Trois grandes pistes se dégagent. D’abord, il est possible d’attaquer au pénal : c’est simple à mettre en place et il y a un bon écho dans les médias. Mais au final, les malades perdent le contrôle de la procédure au profit d’un juge d’instruction. Les démarches peuvent également être entreprises au civil. C’est plus complexe pour l’avocat car il doit présenter une démonstration argumentée en fait et en droit. Dans ce cadre, les malades restent maîtres de la procédure et la justice civile est théoriquement plus rapide. Nous avons opté pour cette option car le défaut d’informations est reconnu.

La troisième possibilité est celle des juridictions administratives ; la dimension n’est plus la même. Nous ne nous attaquons plus au laboratoire Merck, mais à l’ANSM et à l’Etat pour incompétence ou complicité. C’est une autre piste.

 

Comment affronter un laboratoire aussi puissant que Merck ? Sur quels textes de droits allez-vous vous appuyer ?

Pour affronter un laboratoire aussi puissant que Merck – disposant de cabinets d’avocats internationaux facturant 500 € de l’heure –, il faut constituer un groupe d’avocats motivés, imaginatifs et travailleurs. Avec l’action collective, nous arrivons à réunir des fonds suffisants pour faire en sorte de rivaliser. Tout le droit va être mobilisé : droit civil, droit de la responsabilité, droit de la concurrence, droit administratif et droit pénal. Nous préparons un cocktail d’actions pour faire triompher la vérité et obtenir la réparation nécessaire.

Parmi vos combats, la création d’une commission nationale d’indemnisation pour les victimes. Vous pensez qu'elle pourra voir le jour rapidement ?
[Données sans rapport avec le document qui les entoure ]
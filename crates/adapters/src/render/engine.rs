use std::fs;
use std::path::Path;
use std::sync::Arc;

use image::imageops::{self, FilterType};
use image::RgbaImage;
use scanshelf_application::{
    ApplicationError, CatalogRepository, Clock, PageRenderer, RenderOutcome, ThumbnailArtifact,
};
use scanshelf_domain::{DocumentId, EditOperation, EncodedPage, Page, Raster, Rotation};
use tracing::{debug, warn};

use crate::codec::{
    decode_rgba, decode_rgba_scaled, encode_jpeg, temp_sibling, to_raster, write_atomically,
};
use crate::paths::{ensure_dir, AssetPathResolver};
use crate::render::filters::apply_filter_stage;
use crate::render::GenerationGuard;

const THUMBNAIL_QUALITY: u8 = 80;

/// Largest power of two `s` with `max(width, height) / s >= target`.
pub fn sample_size(width: u32, height: u32, target: u32) -> u32 {
    let longest = width.max(height);
    if target == 0 {
        return 1;
    }
    let mut sample = 1_u32;
    while sample < u32::MAX / 2 && longest / (sample * 2) >= target {
        sample *= 2;
    }
    sample
}

/// Rotate, then filter, then crop. Warp, denoise and deskew are carried in
/// the record but have no pixel effect.
pub fn apply_operations(image: RgbaImage, edit: &EditOperation) -> RgbaImage {
    let rotated = match edit.rotate {
        Rotation::None => image,
        Rotation::Cw90 => imageops::rotate90(&image),
        Rotation::Cw180 => imageops::rotate180(&image),
        Rotation::Cw270 => imageops::rotate270(&image),
    };
    let unchanged = apply_inert_stage(rotated, edit);
    let filtered = apply_filter_stage(&unchanged, &edit.filter);
    apply_crop_stage(filtered, edit)
}

fn apply_inert_stage(image: RgbaImage, edit: &EditOperation) -> RgbaImage {
    if edit.warp.is_some() {
        debug!("perspective warp is not implemented, skipping");
    }
    if edit.denoise != 0.0 {
        debug!(denoise = edit.denoise, "denoise is not implemented, skipping");
    }
    if edit.deskew != 0.0 {
        debug!(deskew = edit.deskew, "deskew is not implemented, skipping");
    }
    image
}

// TODO: clip to `edit.crop` once the crop rectangle is mapped into
// post-rotation coordinates.
fn apply_crop_stage(image: RgbaImage, edit: &EditOperation) -> RgbaImage {
    if let Some(crop) = edit.crop {
        debug!(?crop, "crop is not applied yet");
    }
    image
}

/// Renders pages from their original asset and the stored edit record.
pub struct RenderEngine {
    catalog: Arc<dyn CatalogRepository>,
    resolver: AssetPathResolver,
    clock: Arc<dyn Clock>,
    generations: GenerationGuard,
}

impl RenderEngine {
    pub fn new(
        catalog: Arc<dyn CatalogRepository>,
        resolver: AssetPathResolver,
        clock: Arc<dyn Clock>,
    ) -> Self {
        Self {
            catalog,
            resolver,
            clock,
            generations: GenerationGuard::new(),
        }
    }

    fn load_page(&self, document_id: &DocumentId, index: u32) -> Result<Page, ApplicationError> {
        self.catalog
            .find_page(document_id, index)?
            .ok_or_else(|| {
                ApplicationError::NotFound(format!("page {index} of document {document_id}"))
            })
    }

    /// Whether `page` still sits at the index it was loaded from.
    fn holds_index(&self, page: &Page) -> Result<bool, ApplicationError> {
        Ok(self
            .catalog
            .find_page(&page.document_id, page.index)?
            .is_some_and(|current| current.id == page.id))
    }

    fn edit_of(page: &Page) -> EditOperation {
        let Some(text) = page.edit_ops.as_deref() else {
            return EditOperation::identity();
        };
        EditOperation::parse(text).unwrap_or_else(|error| {
            warn!(page = %page.id, %error, "malformed edit record, rendering identity");
            EditOperation::identity()
        })
    }

    fn render_full(&self, page: &Page, edit: &EditOperation) -> Result<RgbaImage, ApplicationError> {
        let original = decode_rgba(Path::new(&page.original_path))?;
        Ok(apply_operations(original, edit))
    }

    fn render_scaled(&self, page: &Page, target_width: u32) -> Result<RgbaImage, ApplicationError> {
        if target_width == 0 {
            return Err(ApplicationError::InvalidInput(
                "preview width must be positive".to_string(),
            ));
        }
        let sample = sample_size(page.width, page.height, target_width);
        let mut scaled =
            decode_rgba_scaled(Path::new(&page.original_path), page.width, page.height, sample)?;
        if scaled.width() > target_width {
            let height = (u64::from(scaled.height()) * u64::from(target_width)
                / u64::from(scaled.width()))
            .max(1) as u32;
            scaled = imageops::resize(&scaled, target_width, height, FilterType::Triangle);
        }
        debug!(page = %page.id, sample, "preview decoded");
        Ok(apply_operations(scaled, &Self::edit_of(page)))
    }
}

fn check_quality(quality: u8) -> Result<(), ApplicationError> {
    if quality > 100 {
        return Err(ApplicationError::InvalidInput(format!(
            "quality must be within 0..=100, got {quality}"
        )));
    }
    Ok(())
}

impl PageRenderer for RenderEngine {
    fn render_preview(
        &self,
        document_id: &DocumentId,
        index: u32,
        target_width: u32,
    ) -> Result<Raster, ApplicationError> {
        let page = self.load_page(document_id, index)?;
        to_raster(self.render_scaled(&page, target_width)?)
    }

    fn render_final(
        &self,
        document_id: &DocumentId,
        index: u32,
        quality: u8,
    ) -> Result<Raster, ApplicationError> {
        check_quality(quality)?;
        let page = self.load_page(document_id, index)?;
        to_raster(self.render_full(&page, &Self::edit_of(&page))?)
    }

    fn render_final_jpeg(
        &self,
        document_id: &DocumentId,
        index: u32,
        quality: u8,
    ) -> Result<EncodedPage, ApplicationError> {
        check_quality(quality)?;
        let page = self.load_page(document_id, index)?;
        let image = self.render_full(&page, &Self::edit_of(&page))?;
        Ok(EncodedPage {
            page_index: page.index,
            width: image.width(),
            height: image.height(),
            dpi: page.dpi,
            jpeg: encode_jpeg(&image, quality)?,
        })
    }

    /// Writes `render.jpg` through a temp file. The rename and the catalog
    /// update only happen while this is still the newest render of the page.
    fn render_and_persist(
        &self,
        document_id: &DocumentId,
        index: u32,
        quality: u8,
    ) -> Result<RenderOutcome, ApplicationError> {
        check_quality(quality)?;
        let generation = self.generations.issue(document_id, index);
        let page = self.load_page(document_id, index)?;
        let edit = Self::edit_of(&page);
        let jpeg = encode_jpeg(&self.render_full(&page, &edit)?, quality)?;

        let paths = self.resolver.page_paths(document_id, index);
        ensure_dir(&paths.dir)?;
        let temp = temp_sibling(&paths.rendered, &format!("{}.tmp", generation.token()));
        fs::write(&temp, &jpeg).map_err(|error| {
            ApplicationError::Storage(format!("write {}: {error}", temp.display()))
        })?;

        let committed = generation.commit(|| -> Result<bool, ApplicationError> {
            if !self.holds_index(&page)? {
                return Ok(false);
            }
            fs::rename(&temp, &paths.rendered).map_err(|error| {
                ApplicationError::Storage(format!(
                    "rename to {}: {error}",
                    paths.rendered.display()
                ))
            })?;
            let rendered_record = EditOperation::serialize(Some(&edit));
            self.catalog.set_rendered_asset(
                page.id,
                Some(&paths.rendered.to_string_lossy()),
                Some(&rendered_record),
                &self.clock.now_timestamp_string(),
            )?;
            Ok(true)
        });

        match committed {
            Ok(Some(true)) => {
                debug!(document = %document_id, index, "render persisted");
                Ok(RenderOutcome::Persisted {
                    path: paths.rendered,
                })
            }
            Ok(Some(false)) => {
                let _ = fs::remove_file(&temp);
                debug!(document = %document_id, index, page = %page.id, "page moved during render");
                Ok(RenderOutcome::Superseded)
            }
            Ok(None) => {
                let _ = fs::remove_file(&temp);
                debug!(document = %document_id, index, "render superseded");
                Ok(RenderOutcome::Superseded)
            }
            Err(error) => {
                let _ = fs::remove_file(&temp);
                Err(error)
            }
        }
    }

    fn render_thumbnail(
        &self,
        document_id: &DocumentId,
        index: u32,
        max_edge: u32,
    ) -> Result<ThumbnailArtifact, ApplicationError> {
        let page = self.load_page(document_id, index)?;
        let preview = self.render_scaled(&page, max_edge)?;
        let thumb = if preview.width() > max_edge || preview.height() > max_edge {
            let (width, height) = fit_within(preview.width(), preview.height(), max_edge);
            imageops::thumbnail(&preview, width, height)
        } else {
            preview
        };

        let path = self.resolver.thumbnail_path(document_id, index);
        write_atomically(&path, &encode_jpeg(&thumb, THUMBNAIL_QUALITY)?)?;
        Ok(ThumbnailArtifact {
            page_index: index,
            file_path: path.to_string_lossy().to_string(),
            width: thumb.width(),
            height: thumb.height(),
        })
    }
}

fn fit_within(width: u32, height: u32, max_edge: u32) -> (u32, u32) {
    let longest = u64::from(width.max(height).max(1));
    let scale = |value: u32| ((u64::from(value) * u64::from(max_edge)) / longest).max(1) as u32;
    (scale(width), scale(height))
}
use std::path::Path;

use lopdf::{dictionary, Document, Object, ObjectId, Stream};
use scanshelf_application::{ApplicationError, ExportWriter};
use scanshelf_domain::{EncodedPage, ExportKind};
use tracing::debug;

use crate::codec::write_atomically;

const POINTS_PER_INCH: f32 = 72.0;

/// Assembles one PDF page per encoded JPEG. Each image is embedded as a
/// `DCTDecode` XObject and fills its page; the page size follows the dpi
/// the page was scanned at.
#[derive(Debug, Default)]
pub struct PdfExportWriter;

impl PdfExportWriter {
    pub fn build(pages: &[EncodedPage]) -> Result<Vec<u8>, ApplicationError> {
        if pages.is_empty() {
            return Err(ApplicationError::Export(
                "cannot export a document without pages".to_string(),
            ));
        }

        let mut doc = Document::with_version("1.5");
        let pages_id = doc.new_object_id();
        let kids: Vec<Object> = pages
            .iter()
            .map(|page| add_page(&mut doc, pages_id, page).into())
            .collect();

        doc.objects.insert(
            pages_id,
            Object::Dictionary(dictionary! {
                "Type" => "Pages",
                "Count" => kids.len() as i64,
                "Kids" => kids,
            }),
        );
        let catalog_id = doc.add_object(dictionary! {
            "Type" => "Catalog",
            "Pages" => pages_id,
        });
        doc.trailer.set("Root", catalog_id);

        let mut buf = Vec::new();
        doc.save_to(&mut buf)
            .map_err(|error| ApplicationError::Export(error.to_string()))?;
        Ok(buf)
    }
}

fn page_size_points(page: &EncodedPage) -> (f32, f32) {
    let dpi = page.dpi.max(1) as f32;
    (
        page.width as f32 * POINTS_PER_INCH / dpi,
        page.height as f32 * POINTS_PER_INCH / dpi,
    )
}

fn add_page(doc: &mut Document, pages_id: ObjectId, page: &EncodedPage) -> ObjectId {
    let image_id = doc.add_object(Object::Stream(Stream::new(
        dictionary! {
            "Type" => "XObject",
            "Subtype" => "Image",
            "Width" => page.width as i64,
            "Height" => page.height as i64,
            "ColorSpace" => "DeviceRGB",
            "BitsPerComponent" => 8,
            "Filter" => "DCTDecode",
        },
        page.jpeg.clone(),
    )));

    let (width, height) = page_size_points(page);
    let content = format!("q {width:.2} 0 0 {height:.2} 0 0 cm /Im0 Do Q").into_bytes();
    let content_id = doc.add_object(Object::Stream(Stream::new(dictionary! {}, content)));

    let resources_id = doc.add_object(dictionary! {
        "XObject" => dictionary! { "Im0" => image_id },
    });

    debug!(page = page.page_index, width, height, "pdf page assembled");
    doc.add_object(dictionary! {
        "Type" => "Page",
        "Parent" => pages_id,
        "MediaBox" => vec![
            Object::Integer(0),
            Object::Integer(0),
            Object::Real(width),
            Object::Real(height),
        ],
        "Resources" => resources_id,
        "Contents" => content_id,
    })
}

impl ExportWriter for PdfExportWriter {
    fn write_export(
        &self,
        kind: ExportKind,
        pages: &[EncodedPage],
        destination: &Path,
    ) -> Result<(), ApplicationError> {
        match kind {
            ExportKind::Pdf => write_atomically(destination, &Self::build(pages)?),
        }
    }
}

#[cfg(test)]
mod tests {
    use image::{Rgba, RgbaImage};
    use tempfile::TempDir;

    use super::*;
    use crate::codec::encode_jpeg;

    fn encoded(index: u32, width: u32, height: u32, dpi: u32) -> EncodedPage {
        let image = RgbaImage::from_pixel(width, height, Rgba([240, 240, 240, 255]));
        EncodedPage {
            page_index: index,
            width,
            height,
            dpi,
            jpeg: encode_jpeg(&image, 80).expect("encode"),
        }
    }

    #[test]
    fn writes_one_pdf_page_per_image() {
        let temp = TempDir::new().expect("tempdir");
        let destination = temp.path().join("exports/v1.pdf");
        let pages = vec![encoded(0, 30, 40, 300), encoded(1, 40, 30, 300), encoded(2, 10, 10, 72)];

        PdfExportWriter
            .write_export(ExportKind::Pdf, &pages, &destination)
            .expect("export");

        let bytes = std::fs::read(&destination).expect("read");
        assert!(bytes.starts_with(b"%PDF-1.5"));
        let loaded = Document::load_mem(&bytes).expect("load");
        assert_eq!(loaded.get_pages().len(), 3);
    }

    #[test]
    fn page_size_follows_dpi() {
        assert_eq!(page_size_points(&encoded(0, 300, 600, 300)), (72.0, 144.0));
        assert_eq!(page_size_points(&encoded(0, 72, 72, 72)), (72.0, 72.0));
    }

    #[test]
    fn refuses_empty_export() {
        assert!(matches!(
            PdfExportWriter::build(&[]),
            Err(ApplicationError::Export(_))
        ));
    }
}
J’ai proposé sa création le 25 septembre 2017. Depuis, ni la ministre de la santé ni Merck n’ont daigné y répondre. C’est dommage, car en Israël, dans une affaire concernant un changement d’excipient du Lévothyrox, ils viennent de conclure un accord amiable après une phase judiciaire. Tout est encore possible, c’est pour cela que j’appelle à une mobilisation forte des malades : plus ils seront nombreux, plus il sera difficile d’éviter de leur répondre.